Brief —
The reply should consist of the full listing, repeated word for word.

*** Opening of Provided data ***

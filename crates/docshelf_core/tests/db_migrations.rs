use docshelf_core::db::migrations::latest_version;
use docshelf_core::db::{open_db, open_db_in_memory, DbError};
use docshelf_core::{RepoError, SqliteDocumentStore};
use rusqlite::Connection;

#[test]
fn open_db_in_memory_applies_all_migrations() {
    let conn = open_db_in_memory().unwrap();

    assert_eq!(schema_version(&conn), latest_version());
    assert_table_exists(&conn, "documents");
}

#[test]
fn opening_same_database_twice_is_idempotent() {
    let dir = tempfile::tempdir().unwrap();
    let path = dir.path().join("docshelf.sqlite3");

    let conn_first = open_db(&path).unwrap();
    assert_eq!(schema_version(&conn_first), latest_version());
    drop(conn_first);

    let conn_second = open_db(&path).unwrap();
    assert_eq!(schema_version(&conn_second), latest_version());
    assert_table_exists(&conn_second, "documents");
}

#[test]
fn opening_database_with_newer_schema_version_returns_error() {
    let dir = tempfile::tempdir().unwrap();
    let path = dir.path().join("future.sqlite3");

    let conn = Connection::open(&path).unwrap();
    conn.execute_batch("PRAGMA user_version = 999;").unwrap();
    drop(conn);

    let err = open_db(&path).unwrap_err();
    match err {
        DbError::UnsupportedSchemaVersion {
            db_version,
            latest_supported,
        } => {
            assert_eq!(db_version, 999);
            assert_eq!(latest_supported, latest_version());
        }
        other => panic!("unexpected error: {other}"),
    }
}

#[test]
fn body_column_rejects_invalid_json() {
    let conn = open_db_in_memory().unwrap();
    let result = conn.execute(
        "INSERT INTO documents (id, collection, body) VALUES ('x', 'products', 'not json');",
        [],
    );
    assert!(result.is_err());
}

#[test]
fn store_rejects_unmigrated_connection() {
    let conn = Connection::open_in_memory().unwrap();

    match SqliteDocumentStore::try_new(conn, "products") {
        Err(RepoError::UninitializedConnection {
            expected_version,
            actual_version: 0,
        }) => assert_eq!(expected_version, latest_version()),
        Err(other) => panic!("unexpected error: {other}"),
        Ok(_) => panic!("expected uninitialized connection error"),
    }
}

#[test]
fn store_rejects_connection_without_documents_table() {
    let conn = Connection::open_in_memory().unwrap();
    conn.execute_batch(&format!("PRAGMA user_version = {};", latest_version()))
        .unwrap();

    let result = SqliteDocumentStore::try_new(conn, "products");
    assert!(matches!(
        result,
        Err(RepoError::MissingRequiredTable("documents"))
    ));
}

fn schema_version(conn: &Connection) -> u32 {
    conn.query_row("PRAGMA user_version;", [], |row| row.get(0))
        .unwrap()
}

fn assert_table_exists(conn: &Connection, table_name: &str) {
    let exists: i64 = conn
        .query_row(
            "SELECT EXISTS(
                SELECT 1
                FROM sqlite_master
                WHERE type = 'table' AND name = ?1
            );",
            [table_name],
            |row| row.get(0),
        )
        .unwrap();
    assert_eq!(exists, 1, "table {table_name} does not exist");
}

*** Close of Provided data ***

Response for this exercise —
filename crates/docshelf_core/tests/db_migrations.rs
use docshelf_core::db::migrations::latest_version;
use docshelf_core::db::{open_db, open_db_in_memory, DbError};
use docshelf_core::{RepoError, SqliteDocumentStore};
use rusqlite::Connection;

#[test]
fn open_db_in_memory_applies_all_migrations() {
    let conn = open_db_in_memory().unwrap();

    assert_eq!(schema_version(&conn), latest_version());
    assert_table_exists(&conn, "documents");
}

#[test]
fn opening_same_database_twice_is_idempotent() {
    let dir = tempfile::tempdir().unwrap();
    let path = dir.path().join("docshelf.sqlite3");

    let conn_first = open_db(&path).unwrap();
    assert_eq!(schema_version(&conn_first), latest_version());
    drop(conn_first);

    let conn_second = open_db(&path).unwrap();
    assert_eq!(schema_version(&conn_second), latest_version());
    assert_table_exists(&conn_second, "documents");
}

#[test]
fn opening_database_with_newer_schema_version_returns_error() {
    let dir = tempfile::tempdir().unwrap();
    let path = dir.path().join("future.sqlite3");

    let conn = Connection::open(&path).unwrap();
    conn.execute_batch("PRAGMA user_version = 999;").unwrap();
    drop(conn);

    let err = open_db(&path).unwrap_err();
    match err {
        DbError::UnsupportedSchemaVersion {
            db_version,
            latest_supported,
        } => {
            assert_eq!(db_version, 999);
            assert_eq!(latest_supported, latest_version());
        }
        other => panic!("unexpected error: {other}"),
    }
}

#[test]
fn body_column_rejects_invalid_json() {
    let conn = open_db_in_memory().unwrap();
    let result = conn.execute(
        "INSERT INTO documents (id, collection, body) VALUES ('x', 'products', 'not json');",
        [],
    );
    assert!(result.is_err());
}

#[test]
fn store_rejects_unmigrated_connection() {
    let conn = Connection::open_in_memory().unwrap();

    match SqliteDocumentStore::try_new(conn, "products") {
        Err(RepoError::UninitializedConnection {
            expected_version,
            actual_version: 0,
        }) => assert_eq!(expected_version, latest_version()),
        Err(other) => panic!("unexpected error: {other}"),
        Ok(_) => panic!("expected uninitialized connection error"),
    }
}

#[test]
fn store_rejects_connection_without_documents_table() {
    let conn = Connection::open_in_memory().unwrap();
    conn.execute_batch(&format!("PRAGMA user_version = {};", latest_version()))
        .unwrap();

    let result = SqliteDocumentStore::try_new(conn, "products");
    assert!(matches!(
        result,
        Err(RepoError::MissingRequiredTable("documents"))
    ));
}

fn schema_version(conn: &Connection) -> u32 {
    conn.query_row("PRAGMA user_version;", [], |row| row.get(0))
        .unwrap()
}

fn assert_table_exists(conn: &Connection, table_name: &str) {
    let exists: i64 = conn
        .query_row(
            "SELECT EXISTS(
                SELECT 1
                FROM sqlite_master
                WHERE type = 'table' AND name = ?1
            );",
            [table_name],
            |row| row.get(0),
        )
        .unwrap();
    assert_eq!(exists, 1, "table {table_name} does not exist");
}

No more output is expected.